# Activity
Filter the records below for the word "impl". Keep each line that has it.

# Record extracts
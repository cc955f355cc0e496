//! Weapon classes and per-player fire/reload state

use rand::Rng;
use std::ops::RangeInclusive;

#[derive(Debug, Clone, Copy, PartialEq, Eq, Default, clap::ValueEnum)]
pub enum WeaponClass {
    #[default]
    Pistol,
    Rifle,
    Sniper,
}

/// Fixed characteristics of a weapon class.
#[derive(Debug, Clone, PartialEq)]
pub struct WeaponSpec {
    pub mag_size: u32,
    /// Seconds to refill the magazine.
    pub reload_time: f32,
    /// Minimum seconds between shots.
    pub fire_interval: f32,
    pub damage: RangeInclusive<i32>,
    pub automatic: bool,
    pub bullet_speed: f32,
}

impl WeaponClass {
    pub fn spec(self) -> WeaponSpec {
        match self {
            WeaponClass::Pistol => WeaponSpec {
                mag_size: 12,
                reload_time: 2.3,
                fire_interval: 0.35,
                damage: 12..=22,
                automatic: false,
                bullet_speed: 80.0,
            },
            // About half the pistol's damage, but faster and a bigger mag
            WeaponClass::Rifle => WeaponSpec {
                mag_size: 30,
                reload_time: 2.0,
                fire_interval: 0.12,
                damage: 6..=11,
                automatic: true,
                bullet_speed: 95.0,
            },
            WeaponClass::Sniper => WeaponSpec {
                mag_size: 5,
                reload_time: 3.0,
                fire_interval: 2.4,
                damage: 55..=75,
                automatic: false,
                bullet_speed: 180.0,
            },
        }
    }
}

#[derive(Debug, Clone)]
pub struct Weapon {
    class: WeaponClass,
    spec: WeaponSpec,
    pub ammo: u32,
    reloading: bool,
    reload_timer: f32,
    cooldown: f32,
}

impl Weapon {
    pub fn new(class: WeaponClass) -> Self {
        let spec = class.spec();
        Self {
            class,
            ammo: spec.mag_size,
            spec,
            reloading: false,
            reload_timer: 0.0,
            cooldown: 0.0,
        }
    }

    pub fn class(&self) -> WeaponClass {
        self.class
    }

    pub fn spec(&self) -> &WeaponSpec {
        &self.spec
    }

    pub fn is_reloading(&self) -> bool {
        self.reloading
    }

    /// Switches class, resetting ammo and all timers.
    pub fn select(&mut self, class: WeaponClass) {
        *self = Weapon::new(class);
    }

    pub fn refill(&mut self) {
        self.ammo = self.spec.mag_size;
        self.reloading = false;
        self.reload_timer = 0.0;
        self.cooldown = 0.0;
    }

    pub fn can_fire(&self) -> bool {
        !self.reloading && self.ammo > 0 && self.cooldown <= 0.0
    }

    /// Books a shot: starts the cooldown, spends a round and begins a
    /// reload when the magazine runs dry.
    pub fn record_shot(&mut self) {
        self.cooldown = self.spec.fire_interval;
        if self.reloading || self.ammo == 0 {
            return;
        }
        self.ammo -= 1;
        if self.ammo == 0 {
            self.start_reload();
        }
    }

    /// Returns false when already reloading or the magazine is full.
    pub fn start_reload(&mut self) -> bool {
        if self.reloading || self.ammo == self.spec.mag_size {
            return false;
        }
        self.reloading = true;
        self.reload_timer = self.spec.reload_time;
        true
    }

    /// Advances timers. Returns true on the tick a reload completes.
    pub fn tick(&mut self, dt: f32) -> bool {
        self.cooldown = (self.cooldown - dt).max(0.0);

        if self.reloading {
            self.reload_timer -= dt;
            if self.reload_timer <= 0.0 {
                self.reloading = false;
                self.ammo = self.spec.mag_size;
                return true;
            }
        }
        false
    }

    pub fn roll_damage<R: Rng + ?Sized>(&self, rng: &mut R) -> i32 {
        rng.gen_range(self.spec.damage.clone())
    }
}

impl Default for Weapon {
    fn default() -> Self {
        Self::new(WeaponClass::default())
    }
}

# Reply
impl WeaponClass {
impl Weapon {
impl Default for Weapon {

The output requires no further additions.